I identify myself as a fan. It's not my only identity, but it's an important part of who I am.
[sageness]: Fandom, or even fannishness, has its own set of potential axes. Reader or writer? Fannish monogamy or polyfannish devotion? Awe of BNFs or respect of them as living, breathing people who happen to have a large online presence?In my case, I'm still a newbie to fandom. Hell, I'm a newbie to fiction, even though I've been a writer in other genres for ages. *That* above anything gives me a different outlook on BNFs, I think. I mean, sitting in seminar with world-renowned poets taught me to view other writers as colleagues, no matter what their genre of choice, and no matter their skill level as compared to my own. For me, a BNF is someone who has written a lot and is read by many -- just like a lot of "famous" poets I know. They're just people. Words are simply what they *do*.
What this really brings up is a question of professionalism. BNF, to my mind, sounds a lot like a job description. It has practically nothing to do with whether the BNF is a likable person, has kids, pays her rent on time, likes SUVs better than sedans, or has a secret foot fetish. If one takes on the mantle of the BNF, then one is signing up for a public life, like actors are forced to embrace celebrity if they want to build a career. Likewise, when private citizens are paraded in the media (due to scandal or crime, for instance), a certain amount of celebrity is foisted upon them. There's a clear parallel here to the predicament of the "unwilling-BNF"...which is the lion's share of what I've seen on my flist.
I think the whole issue of BNF-ness continues to be a matter for discussion because it is a completely bizarre thing to realize that something as relatively insignificant as fanfic is being used as justification for personal attacks...as if one were a worldfamous!author who's supposedly used to receiving scads of hatemail with each new release. It's an alien and alienating situation. Especially for authors who are writing simply because they love their characters and love to write.
I always see writers as people first. I identify BNFs as authors whom I respect (and respectfully disagree with from time to time), look forward to reading, and would seriously miss if they stopped writing. Often, I genuinely like them as people, but it's not necessary. After all, I don't need to like Mick Jagger to appreciate the Stones' music (and vice versa). Nor does liking "Let it Bleed" guarantee that I'm going to like "Paint it Black". Should I waste my time, energy, and writerly skills on composing hatemail? Hell no. I've got a WIP folder full of stories to finish.
Honestly, I'm probably more a fan of fandom than I am of Smallville, heretical as that may sound. I do love the show, but I love the fictive medium more than I do television. That's why this...drama...has incited me to shout from the rooftops: "Write! Create! Drown out the critics with STORIES!" (Or art, or meta, or cooking, or digging in the garden -- the result is as-or-less important than the process.)

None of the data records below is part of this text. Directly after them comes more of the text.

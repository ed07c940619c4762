use thiserror::Error;

#[derive(Debug, Error)]
pub enum IdError {
    #[error("Invalid ID: {0}")]
    Invalid(String),
}

/// Generates a new v4 UUID entity id.
pub fn generate_id() -> String {
    uuid::Uuid::new_v4().to_string()
}

/// Validates an entity id: 1-64 characters from `[A-Za-z0-9._-]`.
pub fn validate_id(id: &str) -> Result<(), IdError> {
    if id.is_empty() || id.len() > 64 {
        return Err(IdError::Invalid(format!(
            "id must be 1-64 characters, got {}",
            id.len()
        )));
    }
    if !id
        .chars()
        .all(|c| c.is_ascii_alphanumeric() || matches!(c, '-' | '.' | '_'))
    {
        return Err(IdError::Invalid(format!(
            "id contains disallowed characters: {id}"
        )));
    }
    Ok(())
}

#[cfg(test)]
mod tests {
    use super::*;

    #[test]
    fn test_generated_ids_are_valid_and_unique() {
        let a = generate_id();
        let b = generate_id();
        assert_ne!(a, b);
        assert!(validate_id(&a).is_ok());
    }

    #[test]
    fn test_validate_id_rejects_empty_and_long() {
        assert!(validate_id("").is_err());
        assert!(validate_id(&"x".repeat(65)).is_err());
        assert!(validate_id(&"x".repeat(64)).is_ok());
    }

    #[test]
    fn test_validate_id_rejects_bad_characters() {
        assert!(validate_id("abc/123").is_err());
        assert!(validate_id("abc 123").is_err());
        assert!(validate_id("abc-1.2_3").is_ok());
    }
}
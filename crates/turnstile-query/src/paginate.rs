//! Paginator: slices a stably ordered result set into bounded pages.
//!
//! Pages are 1-based. Requested sizes are clamped to `[1, max_size]` rather
//! than rejected; page 0 is rejected with `InvalidPagination`; a page past
//! the end of the data is an empty page, not an error. Ordering stability
//! (ties broken by entity id) is part of the storage contract, so repeated
//! requests for the same page see the same rows.

use serde::{Deserialize, Serialize};

use turnstile_core::{PipelineError, Result};

/// Configured page size bounds.
#[derive(Debug, Clone, Copy, PartialEq, Eq, Serialize, Deserialize)]
pub struct PageLimits {
    /// Size applied when the request names none.
    pub default_size: u32,
    /// Upper clamp for requested sizes.
    pub max_size: u32,
}

impl Default for PageLimits {
    fn default() -> Self {
        Self {
            default_size: 20,
            max_size: 100,
        }
    }
}

/// A requested page: 1-based number plus optional size.
#[derive(Debug, Clone, Copy, PartialEq, Eq, Serialize, Deserialize)]
pub struct PageRequest {
    pub number: u32,
    pub size: Option<u32>,
}

impl PageRequest {
    #[must_use]
    pub fn new(number: u32) -> Self {
        Self { number, size: None }
    }

    #[must_use]
    pub fn with_size(mut self, size: u32) -> Self {
        self.size = Some(size);
        self
    }

    /// Extracts `page` / `per_page` from raw query parameters.
    ///
    /// Absent `page` means page 1. Non-numeric or zero/negative values fail
    /// with `InvalidPagination`.
    pub fn from_query(params: &[(String, String)]) -> Result<Self> {
        let mut number = 1u32;
        let mut size = None;

        for (name, value) in params {
            match name.as_str() {
                "page" => {
                    number = value.parse::<u32>().ok().filter(|n| *n > 0).ok_or_else(|| {
                        PipelineError::invalid_pagination(format!(
                            "page must be a positive integer, got '{value}'"
                        ))
                    })?;
                }
                "per_page" => {
                    size = Some(value.parse::<u32>().map_err(|_| {
                        PipelineError::invalid_pagination(format!(
                            "per_page must be an integer, got '{value}'"
                        ))
                    })?);
                }
                _ => {}
            }
        }

        Ok(Self { number, size })
    }

    /// Resolves the request into a concrete offset window, clamping the size.
    pub fn resolve(&self, limits: PageLimits) -> Result<PageWindow> {
        if self.number == 0 {
            return Err(PipelineError::invalid_pagination("page numbers are 1-based"));
        }
        let size = self
            .size
            .unwrap_or(limits.default_size)
            .clamp(1, limits.max_size);
        Ok(PageWindow {
            offset: (self.number as usize - 1) * size as usize,
            limit: size as usize,
            number: self.number,
        })
    }
}

/// A resolved slice position: offset plus bounded limit.
#[derive(Debug, Clone, Copy, PartialEq, Eq, Serialize, Deserialize)]
pub struct PageWindow {
    pub offset: usize,
    pub limit: usize,
    /// The 1-based page number this window was resolved from.
    pub number: u32,
}

/// An ordered slice of entities with pagination metadata.
#[derive(Debug, Clone, Serialize, Deserialize)]
pub struct Page<T> {
    pub items: Vec<T>,
    /// 1-based page number.
    pub number: u32,
    /// Effective (clamped) page size.
    pub size: u32,
    /// Total count of matching entities across all pages.
    pub total: usize,
    /// Whether pages exist beyond this one.
    pub has_more: bool,
}

impl<T> Page<T> {
    /// Assembles a page from a window's worth of items and the total count.
    #[must_use]
    pub fn new(items: Vec<T>, window: PageWindow, total: usize) -> Self {
        let has_more = window.offset + items.len() < total;
        Self {
            items,
            number: window.number,
            size: window.limit as u32,
            total,
            has_more,
        }
    }

    #[must_use]
    pub fn is_empty(&self) -> bool {
        self.items.is_empty()
    }

    #[must_use]
    pub fn len(&self) -> usize {
        self.items.len()
    }

    /// Maps the items while keeping the pagination metadata.
    #[must_use]
    pub fn map<U>(self, f: impl FnMut(T) -> U) -> Page<U> {
        Page {
            items: self.items.into_iter().map(f).collect(),
            number: self.number,
            size: self.size,
            total: self.total,
            has_more: self.has_more,
        }
    }
}

#[cfg(test)]
mod tests {
    use super::*;

    fn params(pairs: &[(&str, &str)]) -> Vec<(String, String)> {
        pairs
            .iter()
            .map(|(k, v)| (k.to_string(), v.to_string()))
            .collect()
    }

    #[test]
    fn test_default_page_is_one() {
        let request = PageRequest::from_query(&[]).unwrap();
        assert_eq!(request.number, 1);
        assert_eq!(request.size, None);

        let window = request.resolve(PageLimits::default()).unwrap();
        assert_eq!(window.offset, 0);
        assert_eq!(window.limit, 20);
    }

    #[test]
    fn test_page_zero_rejected() {
        let err = PageRequest::from_query(&params(&[("page", "0")])).unwrap_err();
        assert!(matches!(err, PipelineError::InvalidPagination(_)));

        let err = PageRequest::new(0).resolve(PageLimits::default()).unwrap_err();
        assert!(matches!(err, PipelineError::InvalidPagination(_)));
    }

    #[test]
    fn test_negative_and_garbage_pages_rejected() {
        assert!(PageRequest::from_query(&params(&[("page", "-1")])).is_err());
        assert!(PageRequest::from_query(&params(&[("page", "two")])).is_err());
        assert!(PageRequest::from_query(&params(&[("per_page", "x")])).is_err());
    }

    #[test]
    fn test_oversized_page_clamps_to_max() {
        let limits = PageLimits {
            default_size: 20,
            max_size: 100,
        };
        let window = PageRequest::new(1)
            .with_size(5000)
            .resolve(limits)
            .unwrap();
        assert_eq!(window.limit, 100);
    }

    #[test]
    fn test_zero_size_clamps_to_one() {
        let window = PageRequest::new(1)
            .with_size(0)
            .resolve(PageLimits::default())
            .unwrap();
        assert_eq!(window.limit, 1);
    }

    #[test]
    fn test_window_offsets() {
        let limits = PageLimits {
            default_size: 10,
            max_size: 100,
        };
        let window = PageRequest::new(3).resolve(limits).unwrap();
        assert_eq!(window.offset, 20);
        assert_eq!(window.limit, 10);
        assert_eq!(window.number, 3);
    }

    #[test]
    fn test_page_beyond_data_is_empty_not_error() {
        let window = PageRequest::new(99)
            .with_size(10)
            .resolve(PageLimits::default())
            .unwrap();
        let page: Page<u32> = Page::new(Vec::new(), window, 15);
        assert!(page.is_empty());
        assert_eq!(page.total, 15);
        assert!(!page.has_more);
    }

    #[test]
    fn test_has_more() {
        let window = PageRequest::new(1)
            .with_size(10)
            .resolve(PageLimits::default())
            .unwrap();
        let page = Page::new((0..10).collect::<Vec<_>>(), window, 25);
        assert!(page.has_more);

        let window = PageRequest::new(3)
            .with_size(10)
            .resolve(PageLimits::default())
            .unwrap();
        let page = Page::new((20..25).collect::<Vec<_>>(), window, 25);
        assert!(!page.has_more);
    }

    #[test]
    fn test_page_map_keeps_metadata() {
        let window = PageRequest::new(2)
            .with_size(2)
            .resolve(PageLimits::default())
            .unwrap();
        let page = Page::new(vec![3, 4], window, 6).map(|n| n * 10);
        assert_eq!(page.items, vec![30, 40]);
        assert_eq!(page.number, 2);
        assert_eq!(page.total, 6);
        assert!(page.has_more);
    }
}
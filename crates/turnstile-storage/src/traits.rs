//! The storage collaborator contract.

use async_trait::async_trait;

use turnstile_core::ChangeSet;
use turnstile_query::{FilterSpec, PageWindow};

use crate::error::StorageError;
use crate::types::{FindResult, Order, StoredEntity};

/// The persistence collaborator the pipeline calls into.
///
/// Every argument arrives already validated: the filter passed allow-list
/// checks, the window was resolved and clamped by the paginator, and the
/// change-set passed field and cross-field validation. Implementations must
/// be thread-safe (`Send + Sync`) and must apply stable ordering in `find`
/// (ties broken by entity id).
#[async_trait]
pub trait EntityStore: Send + Sync {
    /// Finds entities matching `filter`, ordered by `order`, returning the
    /// entities inside `window` together with the total matching count.
    ///
    /// # Errors
    ///
    /// Returns an error only for infrastructure issues; an empty window is
    /// not an error.
    async fn find(
        &self,
        resource_type: &str,
        filter: &FilterSpec,
        order: &Order,
        window: PageWindow,
    ) -> Result<FindResult, StorageError>;

    /// Reads a single entity by id. Returns `None` if it does not exist.
    async fn read(
        &self,
        resource_type: &str,
        id: &str,
    ) -> Result<Option<StoredEntity>, StorageError>;

    /// Creates a new entity from a validated change-set.
    ///
    /// The store generates the id and timestamps.
    ///
    /// # Errors
    ///
    /// Returns `StorageError::Conflict` when a declared unique field already
    /// holds one of the change-set's values.
    async fn create(
        &self,
        resource_type: &str,
        owner_id: Option<&str>,
        change_set: &ChangeSet,
    ) -> Result<StoredEntity, StorageError>;

    /// Applies a validated change-set to an existing entity.
    ///
    /// # Errors
    ///
    /// Returns `StorageError::NotFound` if the entity does not exist, and
    /// `StorageError::Conflict` on unique-field collisions.
    async fn update(
        &self,
        resource_type: &str,
        id: &str,
        change_set: &ChangeSet,
    ) -> Result<StoredEntity, StorageError>;

    /// Deletes an entity by id.
    ///
    /// # Errors
    ///
    /// Returns `StorageError::NotFound` if the entity does not exist.
    async fn delete(&self, resource_type: &str, id: &str) -> Result<(), StorageError>;

    /// Returns the name of this storage backend for logging/debugging.
    fn backend_name(&self) -> &'static str;
}
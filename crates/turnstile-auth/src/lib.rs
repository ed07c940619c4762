//! Authentication and authorization for the Turnstile request pipeline.
//!
//! Two stages, always evaluated in order: the credential resolver turns a
//! request's credential material into an [`Identity`] (or fails with
//! `Unauthenticated`), then the permission gate decides whether that identity
//! may perform the requested action (or fails with `Forbidden`). The gate is
//! default-deny: an action with no registered rule is never allowed.

pub mod gate;
pub mod identity;
pub mod resolver;

pub use gate::{AccessRule, PermissionGate, Target};
pub use identity::Identity;
pub use resolver::{Credential, CredentialResolver, MemoryIdentityStore};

[iamaza]: I'd like to think I have a better idea of who I am as a person, and what my identity is, than anyone I've met online. I live with me 24/7, after all. I am the one with access to all my thoughts, and memories of most of the events that have shaped me as a person. No offense, but I think that makes me infinitely more qualified to judge who I am as a person than anyone I've interacted with online. :-)Of course, people online likely have a very different idea of who I am than I do. That doesn't make their perception of me accurate. When I submit stuff online, I choose the aspects of myself I wish to share with the world. For the most part, I choose to present myself as reasonable and courteous--that doesn't mean I am either reasonable or courteous in real life (though, um, I'd like to think I am). My online persona is not necessarily the real me. Or, rather, it is not the whole of me. It is the person I'd like to be perceived as being.
- [themaris]: No offense taken, but I'd say that just because we live with ourselves doesn't necessarily mean that we know ourselves. We tell ourselves lies, choose modes of self-identification because they make life easier, rely on internalized comments made years ago that might have no basis in reality...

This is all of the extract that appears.